__PROBLEM TO WORK ON__. Below are some records; quote exactly the lines from the one that contains "use std::path::Path;" through the one that contains "the sweep, so", inclusive, and no others.

__DATA TO EXAMINE__.
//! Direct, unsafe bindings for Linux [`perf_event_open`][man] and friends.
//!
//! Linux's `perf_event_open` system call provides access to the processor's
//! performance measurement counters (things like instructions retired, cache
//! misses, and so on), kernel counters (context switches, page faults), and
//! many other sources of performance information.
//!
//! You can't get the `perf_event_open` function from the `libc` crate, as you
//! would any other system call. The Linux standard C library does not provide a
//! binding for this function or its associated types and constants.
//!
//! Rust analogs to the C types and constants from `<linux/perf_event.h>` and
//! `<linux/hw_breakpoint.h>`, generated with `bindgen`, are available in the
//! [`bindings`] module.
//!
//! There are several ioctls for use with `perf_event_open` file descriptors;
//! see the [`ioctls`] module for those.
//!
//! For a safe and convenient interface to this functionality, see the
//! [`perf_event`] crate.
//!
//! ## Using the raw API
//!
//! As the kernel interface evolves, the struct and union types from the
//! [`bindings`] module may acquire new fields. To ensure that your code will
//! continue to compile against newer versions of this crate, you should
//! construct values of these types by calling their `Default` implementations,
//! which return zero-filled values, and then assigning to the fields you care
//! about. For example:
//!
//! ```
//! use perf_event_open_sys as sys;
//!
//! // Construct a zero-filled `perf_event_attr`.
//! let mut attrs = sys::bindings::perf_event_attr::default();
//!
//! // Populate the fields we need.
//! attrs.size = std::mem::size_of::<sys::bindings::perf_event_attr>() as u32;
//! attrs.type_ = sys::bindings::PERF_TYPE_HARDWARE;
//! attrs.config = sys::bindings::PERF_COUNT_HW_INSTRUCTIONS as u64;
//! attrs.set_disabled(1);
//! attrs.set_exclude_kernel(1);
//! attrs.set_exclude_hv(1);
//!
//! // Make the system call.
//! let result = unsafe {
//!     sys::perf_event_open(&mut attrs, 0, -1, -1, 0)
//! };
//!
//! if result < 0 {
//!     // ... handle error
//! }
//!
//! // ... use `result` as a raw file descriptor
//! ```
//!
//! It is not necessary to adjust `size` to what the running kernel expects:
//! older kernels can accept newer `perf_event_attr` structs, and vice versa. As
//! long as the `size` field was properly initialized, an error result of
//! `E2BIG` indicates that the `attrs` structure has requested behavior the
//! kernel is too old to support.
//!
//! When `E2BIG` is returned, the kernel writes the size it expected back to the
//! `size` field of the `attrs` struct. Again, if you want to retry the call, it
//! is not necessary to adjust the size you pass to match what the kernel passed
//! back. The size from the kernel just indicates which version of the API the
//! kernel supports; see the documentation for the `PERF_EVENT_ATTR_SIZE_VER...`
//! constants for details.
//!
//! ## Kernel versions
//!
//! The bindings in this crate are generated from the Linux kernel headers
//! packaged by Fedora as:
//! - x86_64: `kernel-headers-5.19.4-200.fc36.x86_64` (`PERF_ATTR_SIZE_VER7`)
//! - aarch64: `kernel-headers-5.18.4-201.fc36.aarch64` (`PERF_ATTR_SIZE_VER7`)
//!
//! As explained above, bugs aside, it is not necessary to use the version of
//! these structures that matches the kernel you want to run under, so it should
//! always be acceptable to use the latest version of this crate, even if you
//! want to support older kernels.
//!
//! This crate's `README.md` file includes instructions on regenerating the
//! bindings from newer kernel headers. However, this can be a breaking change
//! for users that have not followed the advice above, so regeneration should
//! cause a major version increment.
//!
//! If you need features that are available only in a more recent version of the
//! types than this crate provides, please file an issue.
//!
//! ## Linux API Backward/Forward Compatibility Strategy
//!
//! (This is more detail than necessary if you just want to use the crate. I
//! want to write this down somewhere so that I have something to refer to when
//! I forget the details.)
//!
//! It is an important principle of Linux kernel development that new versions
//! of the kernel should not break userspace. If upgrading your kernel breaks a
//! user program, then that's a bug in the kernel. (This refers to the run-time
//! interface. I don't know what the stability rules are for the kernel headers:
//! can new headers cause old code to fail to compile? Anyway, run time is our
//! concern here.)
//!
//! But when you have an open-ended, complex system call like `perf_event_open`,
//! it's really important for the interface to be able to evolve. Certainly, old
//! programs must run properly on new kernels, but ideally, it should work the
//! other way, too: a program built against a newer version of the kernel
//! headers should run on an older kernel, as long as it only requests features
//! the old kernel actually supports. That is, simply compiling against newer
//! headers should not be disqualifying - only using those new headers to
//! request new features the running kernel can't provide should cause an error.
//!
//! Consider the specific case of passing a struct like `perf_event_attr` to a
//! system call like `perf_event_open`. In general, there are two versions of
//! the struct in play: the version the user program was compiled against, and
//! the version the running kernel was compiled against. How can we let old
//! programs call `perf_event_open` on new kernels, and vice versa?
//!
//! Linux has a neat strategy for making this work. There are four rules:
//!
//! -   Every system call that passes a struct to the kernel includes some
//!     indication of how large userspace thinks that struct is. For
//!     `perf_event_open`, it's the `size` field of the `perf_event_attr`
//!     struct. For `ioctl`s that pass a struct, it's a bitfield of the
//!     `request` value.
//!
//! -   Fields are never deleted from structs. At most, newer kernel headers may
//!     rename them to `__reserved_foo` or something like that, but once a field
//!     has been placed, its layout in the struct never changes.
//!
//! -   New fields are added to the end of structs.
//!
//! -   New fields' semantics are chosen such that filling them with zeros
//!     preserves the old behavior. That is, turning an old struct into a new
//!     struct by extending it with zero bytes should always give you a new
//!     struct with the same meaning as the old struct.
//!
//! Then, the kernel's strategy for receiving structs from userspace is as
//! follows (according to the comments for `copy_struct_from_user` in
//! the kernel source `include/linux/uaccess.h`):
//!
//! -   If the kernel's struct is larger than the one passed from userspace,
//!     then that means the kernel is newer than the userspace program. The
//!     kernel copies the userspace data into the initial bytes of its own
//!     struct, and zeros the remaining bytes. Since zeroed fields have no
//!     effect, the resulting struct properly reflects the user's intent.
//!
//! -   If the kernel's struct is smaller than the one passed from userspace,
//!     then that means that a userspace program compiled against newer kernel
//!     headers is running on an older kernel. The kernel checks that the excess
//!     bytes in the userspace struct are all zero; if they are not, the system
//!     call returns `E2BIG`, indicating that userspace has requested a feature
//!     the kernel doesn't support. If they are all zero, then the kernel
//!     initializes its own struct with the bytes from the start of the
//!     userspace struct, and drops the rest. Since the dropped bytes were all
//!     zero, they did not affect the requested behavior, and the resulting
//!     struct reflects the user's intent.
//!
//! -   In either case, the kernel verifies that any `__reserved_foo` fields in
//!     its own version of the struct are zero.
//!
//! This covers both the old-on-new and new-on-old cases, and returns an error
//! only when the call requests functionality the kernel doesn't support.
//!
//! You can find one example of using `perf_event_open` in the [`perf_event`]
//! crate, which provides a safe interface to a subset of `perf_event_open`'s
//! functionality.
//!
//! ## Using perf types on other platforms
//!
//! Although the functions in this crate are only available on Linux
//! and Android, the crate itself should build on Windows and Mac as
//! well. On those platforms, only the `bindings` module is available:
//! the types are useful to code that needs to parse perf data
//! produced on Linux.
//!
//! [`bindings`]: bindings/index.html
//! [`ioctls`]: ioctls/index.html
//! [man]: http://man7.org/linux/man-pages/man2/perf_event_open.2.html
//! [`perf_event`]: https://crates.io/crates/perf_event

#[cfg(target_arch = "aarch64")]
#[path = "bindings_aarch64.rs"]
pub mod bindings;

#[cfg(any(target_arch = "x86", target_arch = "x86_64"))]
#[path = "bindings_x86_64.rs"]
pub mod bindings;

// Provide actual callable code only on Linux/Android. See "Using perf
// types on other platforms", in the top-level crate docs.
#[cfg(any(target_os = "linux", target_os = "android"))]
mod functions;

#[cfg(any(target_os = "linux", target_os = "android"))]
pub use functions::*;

==

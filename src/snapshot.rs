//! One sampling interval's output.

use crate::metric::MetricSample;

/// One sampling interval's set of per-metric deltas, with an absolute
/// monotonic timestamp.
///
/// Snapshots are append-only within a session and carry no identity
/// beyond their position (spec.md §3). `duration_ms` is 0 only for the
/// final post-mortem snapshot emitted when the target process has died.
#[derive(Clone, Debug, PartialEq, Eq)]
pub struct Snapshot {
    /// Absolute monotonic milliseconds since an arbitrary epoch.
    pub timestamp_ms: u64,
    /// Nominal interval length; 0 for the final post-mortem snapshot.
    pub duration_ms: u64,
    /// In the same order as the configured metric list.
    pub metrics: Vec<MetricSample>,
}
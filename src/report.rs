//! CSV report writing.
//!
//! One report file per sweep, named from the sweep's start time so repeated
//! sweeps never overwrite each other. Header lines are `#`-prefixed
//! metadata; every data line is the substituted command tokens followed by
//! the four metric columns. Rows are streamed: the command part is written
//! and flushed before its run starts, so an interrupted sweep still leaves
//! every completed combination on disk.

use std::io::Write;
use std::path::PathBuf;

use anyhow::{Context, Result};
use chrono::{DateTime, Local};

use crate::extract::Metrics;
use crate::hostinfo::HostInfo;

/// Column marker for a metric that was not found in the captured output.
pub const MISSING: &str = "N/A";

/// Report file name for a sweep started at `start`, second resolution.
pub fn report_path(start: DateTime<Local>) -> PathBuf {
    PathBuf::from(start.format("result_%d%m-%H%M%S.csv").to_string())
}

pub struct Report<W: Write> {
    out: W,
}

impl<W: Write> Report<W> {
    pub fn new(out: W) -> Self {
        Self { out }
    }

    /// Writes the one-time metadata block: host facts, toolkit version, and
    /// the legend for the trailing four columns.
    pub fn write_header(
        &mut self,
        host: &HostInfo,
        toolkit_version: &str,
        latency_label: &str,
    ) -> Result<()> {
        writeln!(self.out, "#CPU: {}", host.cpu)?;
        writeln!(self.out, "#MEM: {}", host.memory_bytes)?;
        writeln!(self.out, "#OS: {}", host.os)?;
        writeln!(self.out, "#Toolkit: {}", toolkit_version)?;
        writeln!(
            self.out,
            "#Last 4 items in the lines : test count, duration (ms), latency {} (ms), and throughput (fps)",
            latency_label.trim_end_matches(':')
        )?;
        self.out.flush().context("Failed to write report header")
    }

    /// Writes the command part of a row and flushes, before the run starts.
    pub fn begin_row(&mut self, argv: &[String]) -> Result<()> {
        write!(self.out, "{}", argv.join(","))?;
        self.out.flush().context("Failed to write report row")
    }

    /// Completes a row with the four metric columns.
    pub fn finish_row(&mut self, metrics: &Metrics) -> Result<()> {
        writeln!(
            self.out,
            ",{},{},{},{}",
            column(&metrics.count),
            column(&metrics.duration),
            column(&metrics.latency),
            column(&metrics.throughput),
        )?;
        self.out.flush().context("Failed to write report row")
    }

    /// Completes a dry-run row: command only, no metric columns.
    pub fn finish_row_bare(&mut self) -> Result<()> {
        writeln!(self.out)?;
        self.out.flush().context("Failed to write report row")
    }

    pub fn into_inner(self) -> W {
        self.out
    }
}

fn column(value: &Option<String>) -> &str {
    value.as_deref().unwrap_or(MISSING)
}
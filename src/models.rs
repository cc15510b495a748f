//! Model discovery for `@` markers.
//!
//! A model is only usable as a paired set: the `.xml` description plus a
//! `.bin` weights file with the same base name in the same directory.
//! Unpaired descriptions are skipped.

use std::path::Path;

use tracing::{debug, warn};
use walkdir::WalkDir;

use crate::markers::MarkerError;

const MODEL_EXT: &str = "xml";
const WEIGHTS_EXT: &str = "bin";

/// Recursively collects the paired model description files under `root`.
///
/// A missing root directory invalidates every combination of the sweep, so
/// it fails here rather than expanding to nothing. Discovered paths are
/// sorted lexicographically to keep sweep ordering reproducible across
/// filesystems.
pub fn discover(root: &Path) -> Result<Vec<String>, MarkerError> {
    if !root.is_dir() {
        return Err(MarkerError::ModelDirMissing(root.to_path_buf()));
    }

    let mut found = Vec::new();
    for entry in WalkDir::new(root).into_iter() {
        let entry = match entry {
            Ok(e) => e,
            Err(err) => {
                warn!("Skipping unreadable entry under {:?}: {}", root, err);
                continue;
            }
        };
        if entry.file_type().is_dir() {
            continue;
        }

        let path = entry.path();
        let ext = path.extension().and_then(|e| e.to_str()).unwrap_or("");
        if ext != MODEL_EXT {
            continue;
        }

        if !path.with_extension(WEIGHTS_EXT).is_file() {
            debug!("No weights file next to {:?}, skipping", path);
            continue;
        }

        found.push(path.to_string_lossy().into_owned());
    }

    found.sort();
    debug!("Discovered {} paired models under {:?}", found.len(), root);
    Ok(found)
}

--

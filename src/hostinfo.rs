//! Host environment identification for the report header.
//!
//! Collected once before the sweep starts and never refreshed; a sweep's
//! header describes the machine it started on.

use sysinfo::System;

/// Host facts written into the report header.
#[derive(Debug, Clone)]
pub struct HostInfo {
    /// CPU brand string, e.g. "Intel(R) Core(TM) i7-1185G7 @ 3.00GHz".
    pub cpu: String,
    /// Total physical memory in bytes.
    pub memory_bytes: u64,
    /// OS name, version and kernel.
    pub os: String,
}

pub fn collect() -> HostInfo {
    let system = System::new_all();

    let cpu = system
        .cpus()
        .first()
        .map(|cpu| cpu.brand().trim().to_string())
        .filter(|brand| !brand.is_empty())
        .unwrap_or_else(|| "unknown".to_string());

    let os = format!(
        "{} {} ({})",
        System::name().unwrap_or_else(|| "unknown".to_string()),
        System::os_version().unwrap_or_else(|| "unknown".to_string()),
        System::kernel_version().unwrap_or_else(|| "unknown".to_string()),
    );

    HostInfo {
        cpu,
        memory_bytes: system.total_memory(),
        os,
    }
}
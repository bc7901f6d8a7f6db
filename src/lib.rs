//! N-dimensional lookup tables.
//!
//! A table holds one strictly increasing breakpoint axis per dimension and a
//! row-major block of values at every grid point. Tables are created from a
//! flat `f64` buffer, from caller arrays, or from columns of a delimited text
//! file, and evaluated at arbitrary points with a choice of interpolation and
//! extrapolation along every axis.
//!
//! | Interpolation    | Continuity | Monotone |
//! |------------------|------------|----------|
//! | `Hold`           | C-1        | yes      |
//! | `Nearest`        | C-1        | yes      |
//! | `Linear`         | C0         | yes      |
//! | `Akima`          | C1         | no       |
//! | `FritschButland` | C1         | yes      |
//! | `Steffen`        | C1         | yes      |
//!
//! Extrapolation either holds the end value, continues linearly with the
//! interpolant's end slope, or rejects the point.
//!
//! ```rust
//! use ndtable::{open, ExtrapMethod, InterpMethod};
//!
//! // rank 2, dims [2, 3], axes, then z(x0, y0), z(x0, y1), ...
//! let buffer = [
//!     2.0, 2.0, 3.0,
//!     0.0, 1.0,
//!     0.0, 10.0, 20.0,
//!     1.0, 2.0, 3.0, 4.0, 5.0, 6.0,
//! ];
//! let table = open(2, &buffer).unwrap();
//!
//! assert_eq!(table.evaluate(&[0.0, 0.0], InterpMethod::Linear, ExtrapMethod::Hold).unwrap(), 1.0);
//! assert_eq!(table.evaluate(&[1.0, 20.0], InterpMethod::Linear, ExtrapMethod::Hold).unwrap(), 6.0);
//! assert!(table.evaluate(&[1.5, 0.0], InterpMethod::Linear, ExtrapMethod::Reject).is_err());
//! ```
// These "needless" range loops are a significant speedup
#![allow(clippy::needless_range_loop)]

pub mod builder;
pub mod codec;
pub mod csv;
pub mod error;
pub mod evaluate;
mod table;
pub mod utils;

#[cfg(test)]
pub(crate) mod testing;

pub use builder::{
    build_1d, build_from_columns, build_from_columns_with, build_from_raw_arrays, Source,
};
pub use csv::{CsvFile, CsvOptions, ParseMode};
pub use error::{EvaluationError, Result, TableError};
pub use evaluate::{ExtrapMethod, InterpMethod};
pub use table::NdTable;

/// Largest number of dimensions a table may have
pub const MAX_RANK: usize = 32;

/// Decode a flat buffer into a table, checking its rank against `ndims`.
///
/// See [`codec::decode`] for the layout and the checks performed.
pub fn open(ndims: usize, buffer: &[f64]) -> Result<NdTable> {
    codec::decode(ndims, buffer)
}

__WRITTEN SOLUTION__.
use std::path::Path;

use tracing::{debug, warn};
use walkdir::WalkDir;

use crate::markers::MarkerError;

const MODEL_EXT: &str = "xml";
const WEIGHTS_EXT: &str = "bin";

/// Recursively collects the paired model description files under `root`.
///
/// A missing root directory invalidates every combination of the sweep, so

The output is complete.